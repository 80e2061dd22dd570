//! HTTP-level tests for the encoding service client.

use std::time::Duration;

use serde_json::json;
use wiremock::matchers::{method, path, query_param};
use wiremock::{Mock, MockServer, ResponseTemplate};

use vodforge_client::types::{EncodingRequest, GcsInputRequest};
use vodforge_client::{ClientConfig, ClientError, EncodingClient};
use vodforge_models::ContainerFormat;

fn client_for(server: &MockServer) -> EncodingClient {
    let config = ClientConfig {
        base_url: server.uri(),
        api_key: "test-key".to_string(),
        tenant_org_id: Some("org-1".to_string()),
        timeout: Duration::from_secs(5),
        max_retries: 2,
    };
    EncodingClient::new(config).expect("client construction")
}

fn encoding_request() -> EncodingRequest {
    EncodingRequest {
        name: "vodforge-vod-clip.mp4".to_string(),
        description: Some("VOD ladder encoding".to_string()),
        cloud_region: "GOOGLE_US_CENTRAL_1".to_string(),
        infrastructure_id: None,
    }
}

#[tokio::test]
async fn create_encoding_parses_response() {
    let server = MockServer::start().await;

    Mock::given(method("POST"))
        .and(path("/encoding/encodings"))
        .respond_with(ResponseTemplate::new(201).set_body_json(json!({
            "id": "enc-1",
            "name": "vodforge-vod-clip.mp4"
        })))
        .expect(1)
        .mount(&server)
        .await;

    let client = client_for(&server);
    let encoding = client.create_encoding(&encoding_request()).await.unwrap();

    assert_eq!(encoding.id, "enc-1");
    assert_eq!(encoding.name, "vodforge-vod-clip.mp4");
}

#[tokio::test]
async fn requests_carry_auth_headers() {
    let server = MockServer::start().await;

    Mock::given(method("POST"))
        .and(path("/encoding/encodings"))
        .and(wiremock::matchers::header("x-api-key", "test-key"))
        .and(wiremock::matchers::header("x-tenant-org-id", "org-1"))
        .respond_with(
            ResponseTemplate::new(200).set_body_json(json!({"id": "enc-1", "name": "n"})),
        )
        .expect(1)
        .mount(&server)
        .await;

    let client = client_for(&server);
    client.create_encoding(&encoding_request()).await.unwrap();
}

#[tokio::test]
async fn list_muxings_skips_entries_without_output() {
    let server = MockServer::start().await;

    Mock::given(method("GET"))
        .and(path("/encoding/encodings/enc-1/muxings/ts"))
        .respond_with(ResponseTemplate::new(200).set_body_json(json!({
            "items": [
                {
                    "id": "mux-1",
                    "streams": [{"streamId": "stream-1"}],
                    "outputs": [{"outputId": "out-1", "outputPath": "outputs/clip.mp4/video/ts/clear/1080-1980-3500000"}]
                },
                {
                    "id": "mux-2",
                    "streams": [{"streamId": "stream-2"}],
                    "outputs": []
                }
            ],
            "totalCount": 2
        })))
        .mount(&server)
        .await;

    let client = client_for(&server);
    let muxings = client.list_muxings("enc-1", ContainerFormat::Ts).await.unwrap();

    assert_eq!(muxings.len(), 1);
    assert_eq!(muxings[0].id, "mux-1");
    assert_eq!(muxings[0].stream_id, "stream-1");
    assert_eq!(muxings[0].output_path, "outputs/clip.mp4/video/ts/clear/1080-1980-3500000");
}

#[tokio::test]
async fn transient_server_errors_are_retried() {
    let server = MockServer::start().await;

    Mock::given(method("POST"))
        .and(path("/encoding/encodings"))
        .respond_with(ResponseTemplate::new(503).set_body_string("overloaded"))
        .up_to_n_times(1)
        .mount(&server)
        .await;

    Mock::given(method("POST"))
        .and(path("/encoding/encodings"))
        .respond_with(
            ResponseTemplate::new(200)
                .set_body_json(json!({"id": "enc-1", "name": "vodforge-vod-clip.mp4"})),
        )
        .expect(1)
        .mount(&server)
        .await;

    let client = client_for(&server);
    let encoding = client.create_encoding(&encoding_request()).await.unwrap();
    assert_eq!(encoding.id, "enc-1");
}

#[tokio::test]
async fn definitive_rejections_are_not_retried() {
    let server = MockServer::start().await;

    Mock::given(method("GET"))
        .and(path("/encoding/encodings/missing/status"))
        .respond_with(ResponseTemplate::new(404).set_body_string("no such encoding"))
        .expect(1)
        .mount(&server)
        .await;

    let client = client_for(&server);
    let err = client.encoding_status("missing").await.unwrap_err();

    match err {
        ClientError::Api { status, detail } => {
            assert_eq!(status, 404);
            assert_eq!(detail, "no such encoding");
        }
        other => panic!("unexpected error: {other}"),
    }
}

#[tokio::test]
async fn ensure_input_reuses_existing_resource() {
    let server = MockServer::start().await;

    Mock::given(method("GET"))
        .and(path("/encoding/inputs/gcs"))
        .and(query_param("name", "vodforge-input"))
        .respond_with(ResponseTemplate::new(200).set_body_json(json!({
            "items": [{"id": "in-1", "name": "vodforge-input"}],
            "totalCount": 1
        })))
        .expect(1)
        .mount(&server)
        .await;

    let client = client_for(&server);
    let request = GcsInputRequest {
        name: "vodforge-input".to_string(),
        bucket_name: "ingest".to_string(),
        access_key: "ak".to_string(),
        secret_key: "sk".to_string(),
    };

    let resource = client.ensure_input(&request, true).await.unwrap();
    assert_eq!(resource.id, "in-1");

    // No create call was issued
    let created = server
        .received_requests()
        .await
        .unwrap()
        .iter()
        .filter(|r| r.method.to_string() == "POST")
        .count();
    assert_eq!(created, 0);
}

#[tokio::test]
async fn ensure_input_creates_when_absent() {
    let server = MockServer::start().await;

    Mock::given(method("GET"))
        .and(path("/encoding/inputs/gcs"))
        .respond_with(ResponseTemplate::new(200).set_body_json(json!({"items": [], "totalCount": 0})))
        .expect(1)
        .mount(&server)
        .await;

    Mock::given(method("POST"))
        .and(path("/encoding/inputs/gcs"))
        .respond_with(ResponseTemplate::new(201).set_body_json(json!({
            "id": "in-2",
            "name": "vodforge-input"
        })))
        .expect(1)
        .mount(&server)
        .await;

    let client = client_for(&server);
    let request = GcsInputRequest {
        name: "vodforge-input".to_string(),
        bucket_name: "ingest".to_string(),
        access_key: "ak".to_string(),
        secret_key: "sk".to_string(),
    };

    let resource = client.ensure_input(&request, true).await.unwrap();
    assert_eq!(resource.id, "in-2");
}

┄┄┄┄┄┄

TASK TO COMPLETE – For this exercise, all the data must be repeated exactly.

TASK ANSWER –
repository 80e2061dd22dd570
//! HTTP-level tests for the encoding service client.

use std::time::Duration;

use serde_json::json;
use wiremock::matchers::{method, path, query_param};
use wiremock::{Mock, MockServer, ResponseTemplate};

use vodforge_client::types::{EncodingRequest, GcsInputRequest};
use vodforge_client::{ClientConfig, ClientError, EncodingClient};
use vodforge_models::ContainerFormat;

fn client_for(server: &MockServer) -> EncodingClient {
    let config = ClientConfig {
        base_url: server.uri(),
        api_key: "test-key".to_string(),
        tenant_org_id: Some("org-1".to_string()),
        timeout: Duration::from_secs(5),
        max_retries: 2,
    };
    EncodingClient::new(config).expect("client construction")
}

fn encoding_request() -> EncodingRequest {
    EncodingRequest {
        name: "vodforge-vod-clip.mp4".to_string(),
        description: Some("VOD ladder encoding".to_string()),
        cloud_region: "GOOGLE_US_CENTRAL_1".to_string(),
        infrastructure_id: None,
    }
}

#[tokio::test]
async fn create_encoding_parses_response() {
    let server = MockServer::start().await;

    Mock::given(method("POST"))
        .and(path("/encoding/encodings"))
        .respond_with(ResponseTemplate::new(201).set_body_json(json!({
            "id": "enc-1",
            "name": "vodforge-vod-clip.mp4"
        })))
        .expect(1)
        .mount(&server)
        .await;

    let client = client_for(&server);
    let encoding = client.create_encoding(&encoding_request()).await.unwrap();

    assert_eq!(encoding.id, "enc-1");
    assert_eq!(encoding.name, "vodforge-vod-clip.mp4");
}

#[tokio::test]
async fn requests_carry_auth_headers() {
    let server = MockServer::start().await;

    Mock::given(method("POST"))
        .and(path("/encoding/encodings"))
        .and(wiremock::matchers::header("x-api-key", "test-key"))
        .and(wiremock::matchers::header("x-tenant-org-id", "org-1"))
        .respond_with(
            ResponseTemplate::new(200).set_body_json(json!({"id": "enc-1", "name": "n"})),
        )
        .expect(1)
        .mount(&server)
        .await;

    let client = client_for(&server);
    client.create_encoding(&encoding_request()).await.unwrap();
}

#[tokio::test]
async fn list_muxings_skips_entries_without_output() {
    let server = MockServer::start().await;

    Mock::given(method("GET"))
        .and(path("/encoding/encodings/enc-1/muxings/ts"))
        .respond_with(ResponseTemplate::new(200).set_body_json(json!({
            "items": [
                {
                    "id": "mux-1",
                    "streams": [{"streamId": "stream-1"}],
                    "outputs": [{"outputId": "out-1", "outputPath": "outputs/clip.mp4/video/ts/clear/1080-1980-3500000"}]
                },
                {
                    "id": "mux-2",
                    "streams": [{"streamId": "stream-2"}],
                    "outputs": []
                }
            ],
            "totalCount": 2
        })))
        .mount(&server)
        .await;

    let client = client_for(&server);
    let muxings = client.list_muxings("enc-1", ContainerFormat::Ts).await.unwrap();

    assert_eq!(muxings.len(), 1);
    assert_eq!(muxings[0].id, "mux-1");
    assert_eq!(muxings[0].stream_id, "stream-1");
    assert_eq!(muxings[0].output_path, "outputs/clip.mp4/video/ts/clear/1080-1980-3500000");
}

#[tokio::test]
async fn transient_server_errors_are_retried() {
    let server = MockServer::start().await;

    Mock::given(method("POST"))
        .and(path("/encoding/encodings"))
        .respond_with(ResponseTemplate::new(503).set_body_string("overloaded"))
        .up_to_n_times(1)
        .mount(&server)
        .await;

    Mock::given(method("POST"))
        .and(path("/encoding/encodings"))
        .respond_with(
            ResponseTemplate::new(200)
                .set_body_json(json!({"id": "enc-1", "name": "vodforge-vod-clip.mp4"})),
        )
        .expect(1)
        .mount(&server)
        .await;

    let client = client_for(&server);
    let encoding = client.create_encoding(&encoding_request()).await.unwrap();
    assert_eq!(encoding.id, "enc-1");
}

#[tokio::test]
async fn definitive_rejections_are_not_retried() {
    let server = MockServer::start().await;

    Mock::given(method("GET"))
        .and(path("/encoding/encodings/missing/status"))
        .respond_with(ResponseTemplate::new(404).set_body_string("no such encoding"))
        .expect(1)
        .mount(&server)
        .await;

    let client = client_for(&server);
    let err = client.encoding_status("missing").await.unwrap_err();

    match err {
        ClientError::Api { status, detail } => {
            assert_eq!(status, 404);
            assert_eq!(detail, "no such encoding");
        }
        other => panic!("unexpected error: {other}"),
    }
}

#[tokio::test]
async fn ensure_input_reuses_existing_resource() {
    let server = MockServer::start().await;

    Mock::given(method("GET"))
        .and(path("/encoding/inputs/gcs"))
        .and(query_param("name", "vodforge-input"))
        .respond_with(ResponseTemplate::new(200).set_body_json(json!({
            "items": [{"id": "in-1", "name": "vodforge-input"}],
            "totalCount": 1
        })))
        .expect(1)
        .mount(&server)
        .await;

    let client = client_for(&server);
    let request = GcsInputRequest {
        name: "vodforge-input".to_string(),
        bucket_name: "ingest".to_string(),
        access_key: "ak".to_string(),
        secret_key: "sk".to_string(),
    };

    let resource = client.ensure_input(&request, true).await.unwrap();
    assert_eq!(resource.id, "in-1");

    // No create call was issued
    let created = server
        .received_requests()
        .await
        .unwrap()
        .iter()
        .filter(|r| r.method.to_string() == "POST")
        .count();
    assert_eq!(created, 0);
}

#[tokio::test]
async fn ensure_input_creates_when_absent() {
    let server = MockServer::start().await;

    Mock::given(method("GET"))
        .and(path("/encoding/inputs/gcs"))
        .respond_with(ResponseTemplate::new(200).set_body_json(json!({"items": [], "totalCount": 0})))
        .expect(1)
        .mount(&server)
        .await;

    Mock::given(method("POST"))
        .and(path("/encoding/inputs/gcs"))
        .respond_with(ResponseTemplate::new(201).set_body_json(json!({
            "id": "in-2",
            "name": "vodforge-input"
        })))
        .expect(1)
        .mount(&server)
        .await;

    let client = client_for(&server);
    let request = GcsInputRequest {
        name: "vodforge-input".to_string(),
        bucket_name: "ingest".to_string(),
        access_key: "ak".to_string(),
        secret_key: "sk".to_string(),
    };

    let resource = client.ensure_input(&request, true).await.unwrap();
    assert_eq!(resource.id, "in-2");
}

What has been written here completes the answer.